The only thing that would keep me from moving to FF (aside from price) is that I would have to part with the 18-35A and would need to get a FF equivalent for the 10-20.


----------



## Maximilian (Jul 15, 2016)

Hi Grummbeerbauer!

Can't remember if you're from Germany or Austria. 

I just wanted to add, that if and whatever you decide buy there are still some promotions running at Canon Germany.
The "Sommer-Promotion" does not include the 80D but the "EOS plus X" has it included.

Check it here:
http://www.canon.de/for_home/promotions/


----------



## Grummbeerbauer (Jul 15, 2016)

Maximilian said:


> Hi Grummbeerbauer!
> 
> Can't remember if you're from Germany or Austria.
> 
> ...



Thank you very much for pointing that out! 

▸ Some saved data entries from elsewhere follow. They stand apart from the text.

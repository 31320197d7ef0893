#![warn(clippy::all, rust_2018_idioms)]
// hide console window on Windows in release
#![cfg_attr(not(debug_assertions), windows_subsystem = "windows")]

// When compiling natively:
#[cfg(not(target_arch = "wasm32"))]
fn main() -> eframe::Result {
    // Log to stderr (if you run with `RUST_LOG=debug`).
    env_logger::Builder::from_env(env_logger::Env::default().default_filter_or("info")).init();

    let native_options = eframe::NativeOptions {
        viewport: egui::ViewportBuilder::default()
            .with_inner_size([1280.0, 820.0])
            .with_min_inner_size([900.0, 600.0])
            .with_drag_and_drop(true),
        ..Default::default()
    };
    eframe::run_native(
        "Tee Designer",
        native_options,
        Box::new(|cc| Ok(Box::new(tee_designer::DesignerApp::new(cc)))),
    )
}

// When compiling to web using trunk:
#[cfg(target_arch = "wasm32")]
fn main() {
    use eframe::wasm_bindgen::JsCast as _;

    // Redirect `log` message to `console.log` and friends:
    eframe::WebLogger::init(log::LevelFilter::Debug).ok();

    let web_options = eframe::WebOptions::default();

    wasm_bindgen_futures::spawn_local(async {
        let Some(document) = web_sys::window().and_then(|w| w.document()) else {
            log::error!("No document to mount the designer in");
            return;
        };
        let Some(canvas) = document
            .get_element_by_id("the_canvas_id")
            .and_then(|element| element.dyn_into::<web_sys::HtmlCanvasElement>().ok())
        else {
            log::error!("the_canvas_id is missing or not a canvas");
            return;
        };

        let start_result = eframe::WebRunner::new()
            .start(
                canvas,
                web_options,
                Box::new(|cc| Ok(Box::new(tee_designer::DesignerApp::new(cc)))),
            )
            .await;

        if let Err(e) = start_result {
            log::error!("Failed to start eframe: {e:?}");
        }
    });
}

I indeed had checked the Canon "Promotions" page, but somehow missed that "EOS plus X" thing... maybe because I skimmed over it and read "Cinema EOS".
250€ rebate on the 100-400II sounds really interesting... ~1600€ instead of ~1850€, but with that 80D, that would mean shelling out 2550€ out for camera stuff... not sure if I can justify that to myself. :


----------



## Maximilian (Jul 15, 2016)

Grummbeerbauer said:


> ... that would mean shelling out 2550€ out for camera stuff... not sure if I can justify that to myself. :


Tough decissions 
Depends on real needs (no GAS!) and on money saved! 
Good thing on "EOS plus X" is that'll last until the end of the year ==> more time for saving


----------



## dpc (Jul 15, 2016)

Grummbeerbauer said:


> dpc said:
> 
> 
> > I soon realize that my old cameras, although lacking features and not having sensors that are as robust in some respects, take good pictures with which I am generally happy. The new cameras may help me take better pictures but, on reflection, I'm not convinced any incremental improvement is really worth the money. I was on the verge of trading my 7D in for a 7DMII in March and, at the last moment, bought a Sigma 150-600 Contemporary instead. It was a far better move. Unless you're really convinced upgrading your camera body is needed, I'd spend what cash you have for photography equipment on good lenses with focal lengths you know you would really use.
> ...



Sorry for not responding earlier. I've used the 150-600 Sigma Contemporary on my 7D. I also have a 5DMII. I don't believe I've used it with that yet. I find the sharpness very good even at 600mm. What is acceptable sharpness is a matter of personal taste. Having said that I am more than happy with it. It may be that I've just got a very good copy. I also have a 300mm f/4L which I used with a 1.4 III teleconverter before I got the 150-600. An excellent lens but a bit short since I like to shoot BIF. I also have the Canon 70-300L, another excellent lens but short for some of the pictures I like to take. I'm attaching some pictures taken with the Sigma 150-600mm Contemporary. 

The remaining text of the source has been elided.